Below are some records; reproduce every one of them exactly.

##### Input

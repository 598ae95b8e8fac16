// src/parser/query.rs

//! Query strategy: transforms described by URL query parameters.

use crate::core::errors::GatewayError;
use crate::core::object::{Gravity, ImageFormat, ImageObject, Transform, TransformChain};
use std::collections::HashMap;
use std::str::FromStr;

/// Parameters that select behavior rather than describe a transform.
const CONTROL_PARAMS: [&str; 2] = ["checkParent", "debug"];

/// Parses the query string into a derived object, or `None` when it
/// describes no transform.
///
/// `operation` may appear multiple times and applies in order of
/// appearance; the remaining parameters are shared between operations. A
/// `width`/`height` pair without an explicit operation is an implicit
/// resize, and `format` always appends a final format conversion.
pub fn parse(
    bucket_name: &str,
    rest: &str,
    raw_query: &str,
) -> Result<Option<ImageObject>, GatewayError> {
    let mut params: HashMap<String, String> = HashMap::new();
    let mut operations: Vec<String> = Vec::new();

    for (key, value) in url::form_urlencoded::parse(raw_query.as_bytes()) {
        if key == "operation" {
            operations.push(value.to_string());
        } else if !CONTROL_PARAMS.contains(&key.as_ref()) {
            params.insert(key.to_string(), value.to_string());
        }
    }

    let mut chain = TransformChain::default();
    for operation in &operations {
        chain.push(build_transform(operation, &params)?);
    }

    // No explicit operation, but dimensions given: an implicit resize.
    if operations.is_empty() && (params.contains_key("width") || params.contains_key("height")) {
        chain.push(Transform::Resize {
            width: parse_optional(&params, "width")?,
            height: parse_optional(&params, "height")?,
        });
    }

    if let Some(format) = params.get("format") {
        let format = ImageFormat::from_str(format)
            .map_err(|_| GatewayError::InvalidRequest(format!("unknown format '{format}'")))?;
        chain.push(Transform::Format { format });
    }

    if chain.is_empty() {
        return Ok(None);
    }

    let fingerprint = chain.fingerprint_hex();
    let parent = ImageObject::plain(bucket_name, rest);
    let derived_path = format!("{rest}#{fingerprint}");
    let key = format!("/{bucket_name}{derived_path}");
    Ok(Some(ImageObject::derived(key, derived_path, chain, parent)))
}

fn build_transform(
    operation: &str,
    params: &HashMap<String, String>,
) -> Result<Transform, GatewayError> {
    match operation {
        "rotate" => Ok(Transform::Rotate {
            angle: parse_required(params, "angle")?,
        }),
        "blur" => Ok(Transform::Blur {
            sigma: parse_required(params, "sigma")?,
        }),
        "grayscale" => Ok(Transform::Grayscale),
        "resize" => {
            let width = parse_optional(params, "width")?;
            let height = parse_optional(params, "height")?;
            if width.is_none() && height.is_none() {
                return Err(GatewayError::InvalidRequest(
                    "resize requires width or height".to_string(),
                ));
            }
            Ok(Transform::Resize { width, height })
        }
        "crop" => Ok(Transform::Crop {
            width: parse_required(params, "width")?,
            height: parse_required(params, "height")?,
            gravity: match params.get("gravity") {
                Some(gravity) => Gravity::from_str(gravity).map_err(|_| {
                    GatewayError::InvalidRequest(format!("unknown gravity '{gravity}'"))
                })?,
                None => Gravity::default(),
            },
        }),
        "extract" => Ok(Transform::Extract {
            x: parse_required(params, "x")?,
            y: parse_required(params, "y")?,
            width: parse_required(params, "width")?,
            height: parse_required(params, "height")?,
        }),
        "resizeCropAuto" | "resize-crop-auto" => Ok(Transform::ResizeCropAuto {
            width: parse_required(params, "width")?,
            height: parse_required(params, "height")?,
        }),
        "watermark" => Ok(Transform::Watermark {
            image: params
                .get("image")
                .cloned()
                .ok_or_else(|| missing_param("watermark", "image"))?,
            position: params
                .get("position")
                .cloned()
                .unwrap_or_else(|| "center-center".to_string()),
            opacity: match params.get("opacity") {
                Some(raw) => parse_value("opacity", raw)?,
                None => 1.0,
            },
        }),
        other => Err(GatewayError::InvalidRequest(format!(
            "unknown operation '{other}'"
        ))),
    }
}

fn parse_required<T: FromStr>(
    params: &HashMap<String, String>,
    name: &str,
) -> Result<T, GatewayError> {
    let raw = params
        .get(name)
        .ok_or_else(|| missing_param("operation", name))?;
    parse_value(name, raw)
}

fn parse_optional<T: FromStr>(
    params: &HashMap<String, String>,
    name: &str,
) -> Result<Option<T>, GatewayError> {
    match params.get(name) {
        Some(raw) => parse_value(name, raw).map(Some),
        None => Ok(None),
    }
}

fn parse_value<T: FromStr>(name: &str, raw: &str) -> Result<T, GatewayError> {
    raw.parse()
        .map_err(|_| GatewayError::InvalidRequest(format!("invalid value '{raw}' for '{name}'")))
}

fn missing_param(operation: &str, name: &str) -> GatewayError {
    GatewayError::InvalidRequest(format!("{operation} requires parameter '{name}'"))
}
// src/parser/preset.rs

//! Preset strategy: a named, server-side-defined transform chain selected
//! by the first path segment after the bucket.

use crate::config::BucketConfig;
use crate::core::object::{ImageObject, TransformChain};

/// Parses `/{preset}/{rest}` against the bucket's preset table.
///
/// The derived object is keyed by the request path itself, so preset URLs
/// are stable storage keys; the parent is the original at `/{rest}`.
pub fn parse(bucket_name: &str, bucket: &BucketConfig, rest: &str) -> Option<ImageObject> {
    let trimmed = rest.trim_start_matches('/');
    let (preset_name, object_path) = trimmed.split_once('/')?;
    if object_path.is_empty() {
        return None;
    }
    let preset = bucket.presets.get(preset_name)?;

    let parent = ImageObject::plain(bucket_name, &format!("/{object_path}"));
    let derived_path = format!("/{preset_name}/{object_path}");
    let key = format!("/{bucket_name}{derived_path}");
    Some(ImageObject::derived(
        key,
        derived_path,
        TransformChain::new(preset.operations.clone()),
        parent,
    ))
}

##########

Result of the exercise.
repository 598ae95b8e8fac16
// src/parser/query.rs

//! Query strategy: transforms described by URL query parameters.

use crate::core::errors::GatewayError;
use crate::core::object::{Gravity, ImageFormat, ImageObject, Transform, TransformChain};
use std::collections::HashMap;
use std::str::FromStr;

/// Parameters that select behavior rather than describe a transform.
const CONTROL_PARAMS: [&str; 2] = ["checkParent", "debug"];

/// Parses the query string into a derived object, or `None` when it
/// describes no transform.
///
/// `operation` may appear multiple times and applies in order of
/// appearance; the remaining parameters are shared between operations. A
/// `width`/`height` pair without an explicit operation is an implicit
/// resize, and `format` always appends a final format conversion.
pub fn parse(
    bucket_name: &str,
    rest: &str,
    raw_query: &str,
) -> Result<Option<ImageObject>, GatewayError> {
    let mut params: HashMap<String, String> = HashMap::new();
    let mut operations: Vec<String> = Vec::new();

    for (key, value) in url::form_urlencoded::parse(raw_query.as_bytes()) {
        if key == "operation" {
            operations.push(value.to_string());
        } else if !CONTROL_PARAMS.contains(&key.as_ref()) {
            params.insert(key.to_string(), value.to_string());
        }
    }

    let mut chain = TransformChain::default();
    for operation in &operations {
        chain.push(build_transform(operation, &params)?);
    }

    // No explicit operation, but dimensions given: an implicit resize.
    if operations.is_empty() && (params.contains_key("width") || params.contains_key("height")) {
        chain.push(Transform::Resize {
            width: parse_optional(&params, "width")?,
            height: parse_optional(&params, "height")?,
        });
    }

    if let Some(format) = params.get("format") {
        let format = ImageFormat::from_str(format)
            .map_err(|_| GatewayError::InvalidRequest(format!("unknown format '{format}'")))?;
        chain.push(Transform::Format { format });
    }

    if chain.is_empty() {
        return Ok(None);
    }

    let fingerprint = chain.fingerprint_hex();
    let parent = ImageObject::plain(bucket_name, rest);
    let derived_path = format!("{rest}#{fingerprint}");
    let key = format!("/{bucket_name}{derived_path}");
    Ok(Some(ImageObject::derived(key, derived_path, chain, parent)))
}

fn build_transform(
    operation: &str,
    params: &HashMap<String, String>,
) -> Result<Transform, GatewayError> {
    match operation {
        "rotate" => Ok(Transform::Rotate {
            angle: parse_required(params, "angle")?,
        }),
        "blur" => Ok(Transform::Blur {
            sigma: parse_required(params, "sigma")?,
        }),
        "grayscale" => Ok(Transform::Grayscale),
        "resize" => {
            let width = parse_optional(params, "width")?;
            let height = parse_optional(params, "height")?;
            if width.is_none() && height.is_none() {
                return Err(GatewayError::InvalidRequest(
                    "resize requires width or height".to_string(),
                ));
            }
            Ok(Transform::Resize { width, height })
        }
        "crop" => Ok(Transform::Crop {
            width: parse_required(params, "width")?,
            height: parse_required(params, "height")?,
            gravity: match params.get("gravity") {
                Some(gravity) => Gravity::from_str(gravity).map_err(|_| {
                    GatewayError::InvalidRequest(format!("unknown gravity '{gravity}'"))
                })?,
                None => Gravity::default(),
            },
        }),
        "extract" => Ok(Transform::Extract {
            x: parse_required(params, "x")?,
            y: parse_required(params, "y")?,
            width: parse_required(params, "width")?,
            height: parse_required(params, "height")?,
        }),
        "resizeCropAuto" | "resize-crop-auto" => Ok(Transform::ResizeCropAuto {
            width: parse_required(params, "width")?,
            height: parse_required(params, "height")?,
        }),
        "watermark" => Ok(Transform::Watermark {
            image: params
                .get("image")
                .cloned()
                .ok_or_else(|| missing_param("watermark", "image"))?,
            position: params
                .get("position")
                .cloned()
                .unwrap_or_else(|| "center-center".to_string()),
            opacity: match params.get("opacity") {
                Some(raw) => parse_value("opacity", raw)?,
                None => 1.0,
            },
        }),
        other => Err(GatewayError::InvalidRequest(format!(
            "unknown operation '{other}'"
        ))),
    }
}

fn parse_required<T: FromStr>(
    params: &HashMap<String, String>,
    name: &str,
) -> Result<T, GatewayError> {
    let raw = params
        .get(name)
        .ok_or_else(|| missing_param("operation", name))?;
    parse_value(name, raw)
}

fn parse_optional<T: FromStr>(
    params: &HashMap<String, String>,
    name: &str,
) -> Result<Option<T>, GatewayError> {
    match params.get(name) {
        Some(raw) => parse_value(name, raw).map(Some),
        None => Ok(None),
    }
}

fn parse_value<T: FromStr>(name: &str, raw: &str) -> Result<T, GatewayError> {
    raw.parse()
        .map_err(|_| GatewayError::InvalidRequest(format!("invalid value '{raw}' for '{name}'")))
}

fn missing_param(operation: &str, name: &str) -> GatewayError {
    GatewayError::InvalidRequest(format!("{operation} requires parameter '{name}'"))
}
// src/parser/preset.rs

//! Preset strategy: a named, server-side-defined transform chain selected
//! by the first path segment after the bucket.

use crate::config::BucketConfig;
use crate::core::object::{ImageObject, TransformChain};

/// Parses `/{preset}/{rest}` against the bucket's preset table.
///
/// The derived object is keyed by the request path itself, so preset URLs
/// are stable storage keys; the parent is the original at `/{rest}`.
pub fn parse(bucket_name: &str, bucket: &BucketConfig, rest: &str) -> Option<ImageObject> {
    let trimmed = rest.trim_start_matches('/');
    let (preset_name, object_path) = trimmed.split_once('/')?;
    if object_path.is_empty() {
        return None;
    }
    let preset = bucket.presets.get(preset_name)?;

    let parent = ImageObject::plain(bucket_name, &format!("/{object_path}"));
    let derived_path = format!("/{preset_name}/{object_path}");
    let key = format!("/{bucket_name}{derived_path}");
    Some(ImageObject::derived(
        key,
        derived_path,
        TransformChain::new(preset.operations.clone()),
        parent,
    ))
}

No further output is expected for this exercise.